Alliance News

Building Community Resilience Against the Health Effects of Wildfires and Air Pollution | Climate Health Convening

Sep 16, 2022

You can access the recording here.


As California experiences a record-setting heat wave, Bay Area Global Health Alliance members Americares, Stanford University, Public Health Institute, UCSF, and Google had a virtual conversation exploring the impact of wildfires, heat, and air pollution on the health of communities in the United States. The Sep 8, 2022 discussion co-hosted by the Alliance and Americares highlighted the most important concerns in this space and each panelist shared how their organization is working to build climate resilience and support preparedness/disaster management efforts.

Panelists highlighted socioeconomic disparities, climate change’s impact on school children, and the lack of investment in climate resilience as key challenges. On the solutions side, the panel championed the power of intersectoral partnerships and shared examples of how working with communities can improve climate resilience and protect public health.

“Climate change is increasingly disruptive to children’s environment in terms of learning. Education is supposed to be a right in California’s constitution. Between the pandemic and now more and more because of climate change, we are seeing that right threatened and disrupted,” said Lisa Patel, Stanford University pediatrician and clinical assistant professor.

Patel said it was important to center schools in climate resilience plans to protect children’s health and education. Patel, who also serves as deputy executive director of the Medical Society Consortium on Climate and Health, explained that on top of the pandemic, wildfires have resulted in children missing many days of school, mental health problems like trauma, and a disproportionate negative impact on communities of color. “We understand now what the burden of toxic stress means for our kids. Experiencing these kinds of disruptions, this kind of trauma from an early age, sets them up for a lifetime of poorer health.”
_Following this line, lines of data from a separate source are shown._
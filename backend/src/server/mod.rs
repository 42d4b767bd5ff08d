//! Service assembly and entry point.
//!
//! Wires the in-memory adapters, the token service, and the endpoint
//! registry into an [`AppState`], then runs the actix server. Integration
//! tests reuse [`build_state`] and mount the same routes on the test
//! harness.

use std::io;
use std::sync::Arc;

use actix_web::{App, HttpServer};
use chrono::Utc;

use crate::dispatch::ResourceEndpoint;
use crate::domain::account_contracts::{AccountContract, ResetPasswordContract};
use crate::domain::permission::{PasswordResetGate, ReadOnly, SuperUser};
use crate::domain::ports::{AccountRepository, StoreError};
use crate::domain::{Account, FieldContract, FieldSpec, FilterSpec, PermissionPolicy, TokenService};
use crate::inbound::http::{self, AppState};
use crate::outbound::accounts::AccountRecordStore;
use crate::outbound::memory::{MemoryAccountRepository, MemoryRecordStore};

pub mod config;

pub use config::AppConfig;

/// Assemble the application state and seed the administrator account.
pub async fn build_state(config: &AppConfig) -> Result<AppState, StoreError> {
    let accounts = Arc::new(MemoryAccountRepository::new());
    let mut admin = Account::new(
        "",
        &config.admin_username,
        &config.admin_username,
        "13000000000",
    )
    .superuser(true);
    admin.set_password(&config.admin_password, Utc::now());
    accounts.insert(admin).await?;

    let tokens = TokenService::new(&config.token_secret, config.token_ttl, accounts.clone());
    Ok(AppState::new(tokens, accounts.clone(), config.debug)
        .with_endpoint(account_management(accounts))
        .with_endpoint(simple_resource("article/tag"))
        .with_endpoint(simple_resource("article/category")))
}

/// Run the HTTP server until shutdown.
pub async fn run(config: AppConfig) -> io::Result<()> {
    let state = build_state(&config).await.map_err(io::Error::other)?;
    let bind_addr = config.bind_addr;
    tracing::info!("listening on {bind_addr}");
    HttpServer::new(move || App::new().configure(|cfg| http::configure(cfg, &state)))
        .bind(bind_addr)?
        .run()
        .await
}

/// Account management: full control for superusers, read access for
/// ordinary enabled accounts, password resets for superusers only.
fn account_management(accounts: Arc<MemoryAccountRepository>) -> ResourceEndpoint {
    ResourceEndpoint::new(
        "account/manage",
        Arc::new(AccountRecordStore::new(accounts)),
        Arc::new(AccountContract::new()),
    )
    .with_policy(PermissionPolicy::any_of(vec![
        vec![Arc::new(SuperUser), Arc::new(PasswordResetGate)],
        vec![Arc::new(ReadOnly), Arc::new(PasswordResetGate)],
    ]))
    .with_filters(vec![
        FilterSpec::contains("username"),
        FilterSpec::contains("nickname"),
        FilterSpec::exact("status"),
    ])
    .with_guarded_action(
        "reset_password",
        Arc::new(ResetPasswordContract::new()),
        PermissionPolicy::require(vec![Arc::new(SuperUser), Arc::new(PasswordResetGate)]),
    )
    // Account payloads carry raw passwords.
    .without_body_logging()
}

fn simple_resource(name: &str) -> ResourceEndpoint {
    ResourceEndpoint::new(
        name,
        Arc::new(MemoryRecordStore::new()),
        Arc::new(FieldContract::new(vec![
            FieldSpec::required("name"),
            FieldSpec::optional("remark"),
        ])),
    )
    .with_filters(vec![FilterSpec::contains("name")])
    .with_policy(PermissionPolicy::login_required())
}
Patel emphasized that sites for extraction and combustion are often in communities of color and children in these environments are exposed to pollutants from an early age. This exposure combined with wildfire smoke puts these children at a higher risk for developing severe asthma that would disrupt their learning. Patel is working with a coalition of partners to establish a climate resilience plan for public schools in California and hopefully push decision makers to invest in sustainable interventions to keep schools safe.
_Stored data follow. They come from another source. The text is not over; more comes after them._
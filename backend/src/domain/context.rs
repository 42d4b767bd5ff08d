//! Per-request context.
//!
//! One [`RequestContext`] is created when a request is accepted and dropped
//! when the response goes out. It is the correlation point between the audit
//! trail's entry and exit lines and the input to permission evaluation.
//! Nothing here is shared between requests.

use chrono::{DateTime, Utc};
use uuid::Uuid;

use crate::domain::Account;

/// Request-local state owned by the dispatch pipeline.
#[derive(Debug, Clone)]
pub struct RequestContext {
    /// Correlation id shared by the entry and exit audit lines.
    pub req_id: Uuid,
    /// Opaque `X-SESSIONID` header value; echoed into logs, never
    /// interpreted.
    pub session_id: Option<String>,
    /// Identity resolved from the bearer credential, if any.
    pub identity: Option<Account>,
    /// HTTP method, uppercase.
    pub method: String,
    /// Request path.
    pub path: String,
    /// Raw query string without the leading `?`.
    pub query: String,
    /// Decoded query parameters in arrival order.
    pub params: Vec<(String, String)>,
    /// Instant the request was accepted.
    pub received_at: DateTime<Utc>,
}

impl RequestContext {
    /// Context for a freshly accepted request; identity is resolved later.
    #[must_use]
    pub fn new(
        method: impl Into<String>,
        path: impl Into<String>,
        query: impl Into<String>,
        params: Vec<(String, String)>,
        session_id: Option<String>,
    ) -> Self {
        Self {
            req_id: Uuid::new_v4(),
            session_id,
            identity: None,
            method: method.into(),
            path: path.into(),
            query: query.into(),
            params,
            received_at: Utc::now(),
        }
    }

    /// Attach the resolved identity.
    #[must_use]
    pub fn with_identity(mut self, identity: Option<Account>) -> Self {
        self.identity = identity;
        self
    }

    /// Identifier of the resolved identity, if any.
    #[must_use]
    pub fn user_id(&self) -> Option<&str> {
        self.identity.as_ref().map(|account| account.id.as_str())
    }

    /// First value of a query parameter.
    #[must_use]
    pub fn query_param(&self, name: &str) -> Option<&str> {
        self.params
            .iter()
            .find(|(key, _)| key == name)
            .map(|(_, value)| value.as_str())
    }

    /// Whether the verb is one of the safe/read methods.
    #[must_use]
    pub fn is_safe_method(&self) -> bool {
        matches!(self.method.as_str(), "GET" | "HEAD" | "OPTIONS")
    }

    /// Query string rendered for log lines (`?a=b` or empty).
    #[must_use]
    pub fn query_display(&self) -> String {
        if self.query.is_empty() {
            String::new()
        } else {
            format!("?{}", self.query)
        }
    }
}

#[cfg(test)]
mod tests {
    use super::*;

    fn context(method: &str) -> RequestContext {
        RequestContext::new(
            method,
            "/article/tag",
            "page=2&size=5",
            vec![
                ("page".to_owned(), "2".to_owned()),
                ("size".to_owned(), "5".to_owned()),
            ],
            Some("sess-1".to_owned()),
        )
    }

    #[test]
    fn query_params_resolve_by_first_match() {
        let ctx = context("GET");
        assert_eq!(ctx.query_param("page"), Some("2"));
        assert_eq!(ctx.query_param("missing"), None);
    }

    #[test]
    fn safe_methods_are_read_verbs() {
        assert!(context("GET").is_safe_method());
        assert!(!context("POST").is_safe_method());
        assert!(!context("DELETE").is_safe_method());
    }

    #[test]
    fn query_display_prefixes_question_mark_only_when_present() {
        assert_eq!(context("GET").query_display(), "?page=2&size=5");
        let bare = RequestContext::new("GET", "/", "", Vec::new(), None);
        assert_eq!(bare.query_display(), "");
    }

    #[test]
    fn correlation_ids_are_unique_per_context() {
        assert_ne!(context("GET").req_id, context("GET").req_id);
    }
}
Kristin Stevens, Americares director of Climate and Disaster Resilience, also spoke on the impact and inequities of climate change on disadvantaged communities. “People who are the most vulnerable to disasters often get their care at community health centers, which are not given the attention nor the funding needed. We know that people who are vulnerable before a disaster are even more vulnerable during and after a disaster,” said Stevens, who likened climate change to a never ending disaster. Stevens also shared about Americares’ collaboration with Harvard Chan C-CHANGE to support the clinical and operational functioning of community health centers, a project that is the first of its kind. This partnership takes a multi-pronged approach that involves providing accurate, relevant information to health providers and patients, and supporting preparedness at these centers through checklists, messaging, and other tools.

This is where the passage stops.